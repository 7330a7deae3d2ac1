//! Constructor auto-wiring
//!
//! [`try_build_factory`] walks a class's constructor parameters and resolves
//! each one. Each parameter is satisfied by, in order:
//!
//! 1. an override keyed by the normalized parameter name,
//! 2. the service-specific entry `"{service_id}.{param}"`,
//! 3. its default value,
//! 4. the service id derived from its declared class.
//!
//! A parameter that none of these satisfy makes the class not auto-wireable.
//! That outcome is `Ok(None)`, never an error, so discovery can move on to
//! the next candidate.

use crate::normalize::{param_key, to_id_form};
use crate::provider::{erase, erase_arc, AnyService, Injectable};
use crate::reflect::ClassDescriptor;
use crate::{Container, DefaultPolicy, DiError, Result};
use ahash::RandomState;
use std::cell::RefCell;
use std::collections::HashMap;
use std::sync::Arc;

#[cfg(feature = "logging")]
use tracing::{debug, trace};

/// Constructor arguments supplied by name, bypassing auto-wiring.
///
/// Names are normalized, so `otherValue` and `other_value` are the same key.
///
/// # Examples
///
/// ```rust
/// use autowire_di::Overrides;
///
/// let overrides = Overrides::new().with("otherValue", 1i64);
/// assert!(overrides.get("other_value").is_some());
/// ```
#[derive(Clone, Default)]
pub struct Overrides {
    values: HashMap<String, AnyService, RandomState>,
}

impl Overrides {
    pub fn new() -> Self {
        Self::default()
    }

    /// Add a value and continue the chain
    pub fn with<T: Injectable>(mut self, name: &str, value: T) -> Self {
        self.insert_erased(name, erase(value));
        self
    }

    /// Add a value that is already behind an `Arc`, keeping its identity
    pub fn with_arc<T: Injectable>(mut self, name: &str, value: Arc<T>) -> Self {
        self.insert_erased(name, erase_arc(value));
        self
    }

    pub fn insert_erased(&mut self, name: &str, value: AnyService) {
        self.values.insert(param_key(name), value);
    }

    /// Look up by parameter name
    pub fn get(&self, name: &str) -> Option<&AnyService> {
        self.values.get(&param_key(name))
    }

    /// Look up by an already normalized key
    #[inline]
    pub(crate) fn get_key(&self, key: &str) -> Option<&AnyService> {
        self.values.get(key)
    }

    #[inline]
    pub fn is_empty(&self) -> bool {
        self.values.is_empty()
    }

    #[inline]
    pub fn len(&self) -> usize {
        self.values.len()
    }
}

impl std::fmt::Debug for Overrides {
    fn fmt(&self, f: &mut std::fmt::Formatter<'_>) -> std::fmt::Result {
        f.debug_set().entries(self.values.keys()).finish()
    }
}

/// Deferred constructor invocation bound to resolved arguments
#[derive(Clone)]
pub(crate) struct Autowired {
    class: Arc<ClassDescriptor>,
    /// One bound argument per constructor parameter
    arguments: Vec<AnyService>,
}

impl Autowired {
    #[cfg(test)]
    pub(crate) fn class_name(&self) -> &str {
        self.class.name()
    }

    /// Build an instance. `overrides` win over the bound arguments.
    pub(crate) fn invoke(&self, overrides: &Overrides) -> Result<AnyService> {
        let values = self
            .class
            .parameters()
            .iter()
            .zip(&self.arguments)
            .map(|(param, bound)| overrides.get_key(param.key()).unwrap_or(bound).clone())
            .collect();
        self.class.instantiate(values)
    }
}

thread_local! {
    /// Classes whose factory is being built on this thread, with the owning container
    static BUILDING: RefCell<Vec<(usize, String)>> = const { RefCell::new(Vec::new()) };
}

/// Marks a class as being built for as long as it lives
struct BuildGuard;

impl BuildGuard {
    fn enter(container: usize, class: &str) -> Option<Self> {
        BUILDING.with(|building| {
            let mut building = building.borrow_mut();
            if building
                .iter()
                .any(|(owner, name)| *owner == container && name == class)
            {
                return None;
            }
            building.push((container, class.to_string()));
            Some(BuildGuard)
        })
    }
}

impl Drop for BuildGuard {
    fn drop(&mut self) {
        BUILDING.with(|building| {
            building.borrow_mut().pop();
        });
    }
}

/// Try to bind every constructor parameter of `class`.
///
/// `service_id` enables `"{service_id}.{param}"` lookups. Returns `Ok(None)`
/// when some parameter cannot be satisfied.
pub(crate) fn try_build_factory(
    container: &Container,
    class: &Arc<ClassDescriptor>,
    service_id: Option<&str>,
    overrides: &Overrides,
) -> Result<Option<Autowired>> {
    let Some(_guard) = BuildGuard::enter(container.identity(), class.name()) else {
        return Err(DiError::circular(class.name()));
    };

    #[cfg(feature = "logging")]
    trace!(
        target: "autowire_di",
        class = class.name(),
        service = service_id,
        parameters = class.parameters().len(),
        "Auto-wiring constructor"
    );

    let policy = container.policy();
    let mut arguments = Vec::with_capacity(class.parameters().len());
    let mut defaults_only = false;

    for param in class.parameters() {
        if defaults_only {
            match param.default_value() {
                Some(default) => {
                    arguments.push(Arc::clone(default));
                    continue;
                }
                None => {
                    #[cfg(feature = "logging")]
                    debug!(
                        target: "autowire_di",
                        class = class.name(),
                        parameter = param.name(),
                        "Required parameter after a defaulted one, class is not auto-wireable"
                    );
                    return Ok(None);
                }
            }
        }

        if let Some(value) = overrides.get_key(param.key()) {
            arguments.push(Arc::clone(value));
            continue;
        }

        if let Some(service_id) = service_id {
            let dependency = format!("{}.{}", service_id, param.key());
            if container.has(&dependency)? {
                let value = container.get(&dependency).map_err(|e| e.context(&dependency))?;
                arguments.push(value);
                continue;
            }
        }

        if let Some(default) = param.default_value() {
            arguments.push(Arc::clone(default));
            defaults_only = policy == DefaultPolicy::Stop;
            continue;
        }

        let Some(dependency_class) = param.class() else {
            #[cfg(feature = "logging")]
            trace!(
                target: "autowire_di",
                class = class.name(),
                parameter = param.name(),
                "Untyped parameter cannot be inferred"
            );
            return Ok(None);
        };

        let dependency = to_id_form(dependency_class);
        if !container.has(&dependency)? {
            #[cfg(feature = "logging")]
            trace!(
                target: "autowire_di",
                class = class.name(),
                parameter = param.name(),
                dependency = %dependency,
                "Dependency not resolvable"
            );
            return Ok(None);
        }
        let value = container.get(&dependency).map_err(|e| e.context(&dependency))?;
        arguments.push(value);
    }

    Ok(Some(Autowired {
        class: Arc::clone(class),
        arguments,
    }))
}
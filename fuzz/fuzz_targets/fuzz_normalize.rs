#![no_main]

//! Fuzz target for identifier normalization and prefix rewriting

use arbitrary::Arbitrary;
use autowire_di::{PrefixMap, PrefixRule, to_class_form, to_id_form};
use libfuzzer_sys::fuzz_target;

#[derive(Debug, Arbitrary)]
struct Input {
    id: String,
    rules: Vec<(String, String)>,
}

/// `[-]?word(_word)*` segments separated by dots, lower-case ascii words.
/// Only later segments may start with `-`.
fn well_formed(id: &str) -> bool {
    id.split('.').enumerate().all(|(i, segment)| {
        let segment = match segment.strip_prefix('-') {
            Some(rest) if i > 0 => rest,
            Some(_) => return false,
            None => segment,
        };
        segment
            .split('_')
            .all(|word| !word.is_empty() && word.bytes().all(|b| b.is_ascii_lowercase()))
    })
}

fuzz_target!(|input: Input| {
    let class = to_class_form(&input.id);
    let _ = to_id_form(&class);
    if well_formed(&input.id) {
        assert_eq!(to_id_form(&class), input.id);
    }

    let prefixes: PrefixMap = input
        .rules
        .iter()
        .map(|(external, internal)| (external.as_str(), internal.as_str()))
        .collect();
    assert_eq!(prefixes.rules()[0], PrefixRule::new("", ""));

    let rewritten = prefixes.rewrite(&input.id);
    let candidates = prefixes.lookup_candidates(&input.id);
    assert!(rewritten.contains(&input.id));
    for candidate in &rewritten {
        assert!(candidates.contains(candidate));
    }
    let mut unique = candidates.clone();
    unique.sort();
    unique.dedup();
    assert_eq!(unique.len(), candidates.len());
});
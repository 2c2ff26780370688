//! Streaming record extraction for one catalog entry.

use futures::StreamExt;
use serde_json::Value;
use sqlx::sqlite::SqliteRow;
use sqlx::Row;
use tokio::sync::mpsc;
use tokio::task::JoinHandle;
use tracing::debug;

use spigot_core::{CatalogEntry, NameResolver, PortableType, Record, SourceError};

use crate::engine::SourceEngine;
use crate::predicate::{build_where_clause, sanitize_sql_identifier, KeyRange};

/// A lazy, single-pass sequence of records for one stream.
///
/// The stream owns its connection: dropping or exhausting it returns the
/// connection to the pool on every exit path, including early abandonment
/// mid-iteration. The sequence is not restartable; resume by opening a
/// fresh stream with a key range reflecting prior progress.
pub struct RecordStream {
    rx: mpsc::Receiver<Result<Record, SourceError>>,
    producer: Option<JoinHandle<()>>,
}

impl RecordStream {
    /// Open a streaming scan over `entry`, optionally narrowed to a key
    /// range. Rows are fetched incrementally, never materialized in full.
    pub async fn open(
        engine: &SourceEngine,
        entry: &CatalogEntry,
        resolver: &NameResolver,
        range: Option<KeyRange>,
    ) -> Result<Self, SourceError> {
        let conn = engine.acquire().await?;
        let sql = build_scan_query(entry, resolver, range.as_ref());
        let stream_id = entry.stream_id();
        debug!("Scan for '{}': {}", stream_id, sql);

        let columns: Vec<(String, PortableType)> = entry
            .columns
            .iter()
            .map(|c| (c.name.clone(), c.portable))
            .collect();

        let (tx, rx) = mpsc::channel(64);
        let producer = tokio::spawn(async move {
            let mut conn = conn;
            let sql = sql;
            let mut rows = sqlx::query(&sql).fetch(&mut *conn);
            while let Some(fetched) = rows.next().await {
                let item = match fetched {
                    Ok(row) => Ok(decode_row(&row, &columns)),
                    Err(e) => Err(SourceError::extraction(&stream_id, e)),
                };
                let stop = item.is_err();
                if tx.send(item).await.is_err() {
                    // Consumer dropped the stream; stop fetching.
                    break;
                }
                if stop {
                    break;
                }
            }
        });

        Ok(Self {
            rx,
            producer: Some(producer),
        })
    }

    /// Build a stream from an already-produced channel. Used by
    /// connectors that materialize records outside this crate.
    pub fn from_channel(rx: mpsc::Receiver<Result<Record, SourceError>>) -> Self {
        Self { rx, producer: None }
    }

    /// The next record, or `None` once the underlying result set is
    /// exhausted. After an `Err` item the stream yields nothing further.
    pub async fn next(&mut self) -> Option<Result<Record, SourceError>> {
        self.rx.recv().await
    }
}

impl Drop for RecordStream {
    fn drop(&mut self) {
        if let Some(producer) = self.producer.take() {
            producer.abort();
        }
    }
}

/// Build the scan query: selected columns only, optional key-range
/// predicate. A keyed scan orders by the range column so bookmarks are
/// monotone; an unkeyed scan keeps the engine's natural order.
fn build_scan_query(
    entry: &CatalogEntry,
    resolver: &NameResolver,
    range: Option<&KeyRange>,
) -> String {
    let columns_sql: String = entry
        .columns
        .iter()
        .map(|c| format!("\"{}\"", sanitize_sql_identifier(&c.name)))
        .collect::<Vec<_>>()
        .join(", ");

    let schema = sanitize_sql_identifier(resolver.physical_schema(&entry.schema));
    let table = sanitize_sql_identifier(&entry.table);
    let where_clause = build_where_clause(range);

    match range {
        Some(range) => format!(
            "SELECT {} FROM \"{}\".\"{}\"{} ORDER BY \"{}\"",
            columns_sql,
            schema,
            table,
            where_clause,
            sanitize_sql_identifier(&range.column)
        ),
        None => format!(
            "SELECT {} FROM \"{}\".\"{}\"{}",
            columns_sql, schema, table, where_clause
        ),
    }
}

fn decode_row(row: &SqliteRow, columns: &[(String, PortableType)]) -> Record {
    let mut record = Record::new();
    for (idx, (name, portable)) in columns.iter().enumerate() {
        record.insert(name.clone(), decode_value(row, idx, *portable));
    }
    record
}

fn decode_value(row: &SqliteRow, idx: usize, portable: PortableType) -> Value {
    let decoded = match portable {
        PortableType::Integer => row
            .try_get::<Option<i64>, _>(idx)
            .map(|v| v.map(Value::from)),
        PortableType::Number => row
            .try_get::<Option<f64>, _>(idx)
            .map(|v| v.map(Value::from)),
        PortableType::Boolean => row
            .try_get::<Option<bool>, _>(idx)
            .map(|v| v.map(Value::from)),
        PortableType::Binary => row
            .try_get::<Option<Vec<u8>>, _>(idx)
            .map(|v| v.map(|bytes| Value::String(to_hex(&bytes)))),
        PortableType::String | PortableType::Date | PortableType::DateTime => row
            .try_get::<Option<String>, _>(idx)
            .map(|v| v.map(Value::String)),
    };
    match decoded {
        Ok(Some(value)) => value,
        Ok(None) => Value::Null,
        // The engine is dynamically typed: a declared INTEGER column may
        // hold text. Fall back through the storage classes.
        Err(_) => fallback_value(row, idx),
    }
}

fn fallback_value(row: &SqliteRow, idx: usize) -> Value {
    if let Ok(v) = row.try_get::<Option<String>, _>(idx) {
        return v.map(Value::String).unwrap_or(Value::Null);
    }
    if let Ok(v) = row.try_get::<Option<i64>, _>(idx) {
        return v.map(Value::from).unwrap_or(Value::Null);
    }
    if let Ok(v) = row.try_get::<Option<f64>, _>(idx) {
        return v.map(Value::from).unwrap_or(Value::Null);
    }
    if let Ok(v) = row.try_get::<Option<Vec<u8>>, _>(idx) {
        return v
            .map(|bytes| Value::String(to_hex(&bytes)))
            .unwrap_or(Value::Null);
    }
    Value::Null
}

fn to_hex(bytes: &[u8]) -> String {
    bytes.iter().map(|b| format!("{:02x}", b)).collect()
}
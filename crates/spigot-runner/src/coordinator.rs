//! The state/catalog coordinator.
//!
//! Drives a run: for each selected stream, open a connection, extract
//! records, checkpoint state periodically, and close the connection.
//! One stream's failure never aborts the others or discards their
//! persisted progress; the run as a whole fails iff any stream failed.

use std::sync::atomic::{AtomicBool, Ordering};
use std::sync::Arc;

use anyhow::{Context, Result};
use tracing::{error, info, warn};
use uuid::Uuid;

use spigot_connectors::{KeyRange, SourceConnector};
use spigot_core::{Catalog, CatalogEntry, MessageSink, SourceError, TapMessage};
use spigot_state::{RunStore, RunSummary, StateDocument, StreamState};

use crate::checkpoint::{CheckpointPolicy, CheckpointTracker};

/// Cooperative cancellation flag, checked at least once per record and
/// at every checkpoint boundary. Cancelling closes open connections
/// before the run returns.
#[derive(Clone, Default)]
pub struct CancelFlag(Arc<AtomicBool>);

impl CancelFlag {
    pub fn new() -> Self {
        Self::default()
    }

    pub fn cancel(&self) {
        self.0.store(true, Ordering::SeqCst);
    }

    pub fn is_cancelled(&self) -> bool {
        self.0.load(Ordering::SeqCst)
    }
}

enum StreamOutcome {
    Completed,
    Cancelled,
}

pub struct Coordinator {
    connector: Arc<dyn SourceConnector>,
    store: RunStore,
    policy: CheckpointPolicy,
    cancel: CancelFlag,
}

impl Coordinator {
    pub fn new(connector: Arc<dyn SourceConnector>, store: RunStore) -> Self {
        Self {
            connector,
            store,
            policy: CheckpointPolicy::default(),
            cancel: CancelFlag::new(),
        }
    }

    pub fn with_policy(mut self, policy: CheckpointPolicy) -> Self {
        self.policy = policy;
        self
    }

    /// Handle for cancelling this coordinator's runs from another task.
    pub fn cancel_flag(&self) -> CancelFlag {
        self.cancel.clone()
    }

    /// Extract every selected stream of `catalog` sequentially, resuming
    /// from the bookmarks in `prior`.
    pub async fn run(
        &self,
        catalog: &Catalog,
        prior: &StateDocument,
        sink: &mut dyn MessageSink,
    ) -> Result<RunSummary> {
        let mut summary = RunSummary::new();
        self.store.init_run(&summary).context("initialize run")?;
        info!("Run {} started", summary.run_id);

        let mut live_state = prior.clone();
        let mut cancelled = false;

        for entry in catalog.selected() {
            if self.cancel.is_cancelled() {
                warn!(
                    "Run {} cancelled before stream '{}'",
                    summary.run_id,
                    entry.stream_id()
                );
                cancelled = true;
                break;
            }

            let mut state = StreamState::new(entry.stream_id());
            state.bookmark = prior.bookmark_for(&state.stream_id).cloned();

            let outcome = self
                .extract_stream(&summary.run_id, entry, &mut state, &mut live_state, sink)
                .await;

            let abort = match outcome {
                Ok(StreamOutcome::Completed) => {
                    state.complete();
                    info!(
                        "Stream '{}' completed ({} records)",
                        state.stream_id, state.records_extracted
                    );
                    None
                }
                Ok(StreamOutcome::Cancelled) => {
                    warn!("Stream '{}' cancelled mid-extraction", state.stream_id);
                    cancelled = true;
                    None
                }
                Err(e) => {
                    error!("Stream '{}' failed: {:#}", state.stream_id, e);
                    let lost_connection = matches!(
                        e.downcast_ref::<SourceError>(),
                        Some(SourceError::Connection { .. })
                    );
                    state.fail(format!("{:#}", e));
                    lost_connection.then_some(e)
                }
            };

            summary.upsert_stream(state);
            // Persist progress now so a later stream's failure cannot
            // discard it.
            self.store
                .update_summary(&summary)
                .context("persist run summary")?;
            self.store
                .write_state(&summary.run_id, &live_state)
                .context("persist state document")?;

            if let Some(e) = abort {
                summary.finish();
                self.store.update_summary(&summary)?;
                return Err(e).context("run aborted: source connection lost");
            }
            if cancelled {
                break;
            }
        }

        summary.finish();
        self.store
            .update_summary(&summary)
            .context("persist run summary")?;
        // State is already persisted; a broken sink at this point loses
        // nothing.
        if let Err(e) = sink.emit(&TapMessage::state(live_state.to_value())) {
            warn!("Could not emit final state message: {}", e);
        }
        info!("Run {} finished: {:?}", summary.run_id, summary.status);
        Ok(summary)
    }

    async fn extract_stream(
        &self,
        run_id: &Uuid,
        entry: &CatalogEntry,
        state: &mut StreamState,
        live_state: &mut StateDocument,
        sink: &mut dyn MessageSink,
    ) -> Result<StreamOutcome> {
        state.begin();
        sink.emit(&TapMessage::schema_for(entry))?;

        let bookmark_column = entry.key_properties.first().cloned();
        let range = bookmark_column
            .as_ref()
            .map(|column| KeyRange::bookmark(column.clone(), state.bookmark.clone()));
        state.partition = range.as_ref().and_then(|r| serde_json::to_value(r).ok());

        let mut stream = self.connector.open_stream(entry, range).await?;
        let mut tracker = CheckpointTracker::new(self.policy);

        while let Some(item) = stream.next().await {
            let record = item?;

            if let Some(column) = &bookmark_column {
                if let Some(value) = record.get(column) {
                    if !value.is_null() {
                        state.bookmark = Some(value.clone());
                    }
                }
            }

            sink.emit(&TapMessage::record(state.stream_id.clone(), record))?;
            state.records_extracted += 1;

            if self.cancel.is_cancelled() {
                // Close the connection before returning.
                drop(stream);
                self.flush_checkpoint(run_id, state, live_state, sink)?;
                return Ok(StreamOutcome::Cancelled);
            }

            if tracker.observe() {
                self.flush_checkpoint(run_id, state, live_state, sink)?;
                tracker.reset();
            }
        }

        self.flush_checkpoint(run_id, state, live_state, sink)?;
        Ok(StreamOutcome::Completed)
    }

    fn flush_checkpoint(
        &self,
        run_id: &Uuid,
        state: &mut StreamState,
        live_state: &mut StateDocument,
        sink: &mut dyn MessageSink,
    ) -> Result<()> {
        state.checkpoint(None);
        live_state.set(&state.stream_id, state.bookmark.clone());
        self.store
            .write_state(run_id, live_state)
            .context("persist state document")?;
        sink.emit(&TapMessage::state(live_state.to_value()))?;
        Ok(())
    }
}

- - -

* _Your goal_
Please copy out every line in the listing that has the string "values".

* _Result below_
    values: HashMap<String, AnyService, RandomState>,
        self.values.insert(param_key(name), value);
        self.values.get(&param_key(name))
        self.values.get(key)
        self.values.is_empty()
        self.values.len()
        f.debug_set().entries(self.values.keys()).finish()
        let values = self
        self.class.instantiate(values)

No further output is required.